Luego se inclinó hacia él para darle un beso en la mejilla y aspiró el suave aroma de su habitual loción para después del afeitado.

– ¿Cómo se te ocurrió llevarte a esta niña?

– Ya te lo he dicho, abuelo. No podía dejarla. En China la hubieran matado.

El anciano la miró en silencio mientras Audrey se inclinaba un poco hacia adelante para que pudiera verle mejor la cara a la pequeña. Ésta tenía unas hermosas y delicadas facciones y el abuelo la contempló fascinado.

– ¿Seguro que no es hija tuya, Audrey? -preguntó Edward Driscoll, mirando de soslayo a su nieta.

Llevaba fuera el tiempo suficiente como para haberla tenido, y Muriel Browne le había dicho…

– Totalmente segura, pero ojalá lo fuera -contestó Audrey, sonriendo mientras él la miraba escandalizado-. Sólo para darle a la señora Browne algo de que hablar.

El anciano exhaló un suspiro y contempló a través de la ventanilla del automóvil el barco que la había traído por fin a casa.

– Al principio, estuve tentado de creerla. Me dijo que era un famoso escritor.

Al mirar a Audrey, Edward Driscoll vio algo en su rostro que le hizo dudar un poco.


– Se refería a un amigo de mis amigos ingleses. Charles Parker-Scott -le explicó Audrey, emocionándose con sólo pronunciar el nombre.

Prefería disimular, por lo menos, de momento. Lanzó un suspiro mientras el abuelo miraba a la niña.

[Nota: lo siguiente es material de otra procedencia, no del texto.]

//! arrays::interp — piecewise-linear interpolation and common-grid building.
//!
//! Purpose
//! -------
//! Provide the numeric kernels behind DataArray evaluation and resampling:
//! clamped linear interpolation on an ascending grid, and construction of
//! the uniform grid onto which two differently-sampled arrays are aligned.
//!
//! Key behaviors
//! -------------
//! - [`interp`] evaluates one point; points outside `[xp[0], xp[n-1]]` are
//!   clamped to the end values.
//! - [`interp_many`] maps [`interp`] over a grid.
//! - [`common_grid`] intersects two X ranges and samples the intersection
//!   with the smallest spacing found in either grid.
//!
//! Invariants & assumptions
//! ------------------------
//! - `xp` is strictly ascending and `xp.len() == fp.len() >= 2`; callers
//!   check this through `arrays::validation` before calling in.
//!
//! Conventions
//! -----------
//! - Interior points use `fp[i] + slope * (x - xp[i])` on the bracketing
//!   interval `xp[i] <= x < xp[i + 1]`, so sample points are reproduced
//!   exactly.
//! - The grid holds `floor((x_max - x_min) / step) + 1` points
//!   `x_min + k * step`, with a small relative slack on the quotient so
//!   rounding never drops `x_max`. No point lies above `x_max`.

use crate::arrays::errors::{ArrayError, ArrayResult};
use ndarray::{Array1, ArrayView1};

/// Linear interpolation of `(xp, fp)` at `x`, clamped at both ends.
pub fn interp(x: f64, xp: ArrayView1<f64>, fp: ArrayView1<f64>) -> f64 {
    let n = xp.len();
    if x <= xp[0] {
        return fp[0];
    }
    if x >= xp[n - 1] {
        return fp[n - 1];
    }

    // Largest i with xp[i] <= x.
    let (mut lo, mut hi) = (0, n - 1);
    while hi - lo > 1 {
        let mid = lo + (hi - lo) / 2;
        if xp[mid] <= x { lo = mid } else { hi = mid }
    }

    let slope = (fp[lo + 1] - fp[lo]) / (xp[lo + 1] - xp[lo]);
    slope * (x - xp[lo]) + fp[lo]
}

/// [`interp`] at every point of `xs`.
pub fn interp_many(xs: ArrayView1<f64>, xp: ArrayView1<f64>, fp: ArrayView1<f64>) -> Array1<f64> {
    xs.mapv(|x| interp(x, xp, fp))
}

/// Slack added to the span/step quotient before flooring.
const GRID_SLACK: f64 = 1e-9;

/// Uniform grid covering the overlap of two ascending X axes.
///
/// Parameters
/// ----------
/// - `a`, `b`: `ArrayView1<f64>`
///   Strictly ascending axes with at least two samples each.
///
/// Returns
/// -------
/// `ArrayResult<Array1<f64>>`
///   Points `x_min + k * step` with `x_min = max(a[0], b[0])`,
///   `x_max = min(a[-1], b[-1])` and `step` the smallest consecutive
///   difference in either axis.
///
/// Errors
/// ------
/// - `ArrayError::NoOverlap` when `x_min >= x_max`.
/// - `ArrayError::UnsortedArray` when the smallest spacing is not positive.
pub fn common_grid(a: ArrayView1<f64>, b: ArrayView1<f64>) -> ArrayResult<Array1<f64>> {
    let x_min = a[0].max(b[0]);
    let x_max = a[a.len() - 1].min(b[b.len() - 1]);
    if x_min >= x_max {
        return Err(ArrayError::NoOverlap { x_min, x_max });
    }

    let (step, index) = min_spacing(a).into_iter().chain(min_spacing(b)).fold(
        (f64::INFINITY, 0),
        |best, candidate| if candidate.0 < best.0 { candidate } else { best },
    );
    if !(step.is_finite() && step > 0.0) {
        return Err(ArrayError::UnsortedArray { index });
    }

    let count = ((x_max - x_min) / step + GRID_SLACK).floor() as usize + 1;
    let grid = Array1::from_iter((0..count).map(|k| (x_min + k as f64 * step).min(x_max)));

    #[cfg(feature = "obs_slog")]
    slog::debug!(
        crate::utils::term_logger(),
        "resampling grid";
        "x_min" => x_min,
        "x_max" => x_max,
        "step" => step,
        "points" => count
    );

    Ok(grid)
}

/// Smallest consecutive difference of `x` and the index where it ends.
fn min_spacing(x: ArrayView1<f64>) -> Option<(f64, usize)> {
    x.windows(2)
        .into_iter()
        .enumerate()
        .map(|(i, pair)| (pair[1] - pair[0], i + 1))
        .reduce(|best, candidate| if candidate.0 < best.0 { candidate } else { best })
}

– ¿Cómo dijiste que se llama?

Le gustaba mucho más que la niña de Annabelle, que era exactamente de su misma edad, que tenía la misma cara de Harcourt y que se pasaba el día llorando.

– Se llama Mai Li, abuelo -contestó Audrey con una alegre sonrisa.

Le parecía extraño estar sentada a su lado, sosteniendo en sus brazos a la hija de Ling Hwei.

– ¿Molly? -dijo el abuelo, mirándola con fingido enojo-. ¿Le pondremos Molly?

– Como tú quieras, abuelo.

Intercambiaron una larga mirada hasta que, de repente, él extendió una frágil mano y tomó la de Audrey. Tenía ochenta y dos años y se sentía muy solo.

– No vuelvas a dejarme nunca más, Audrey. Hubiera querido decírselo con fuerza e incluso con rabia, pero se lo dijo, muy a pesar suyo, en tono de súplica.

– Te lo prometo, abuelo, te lo prometo… -dijo Audrey, besándole en una mejilla.

Mientras lo decía, tuvo que hacer un esfuerzo para no pensar en Charles.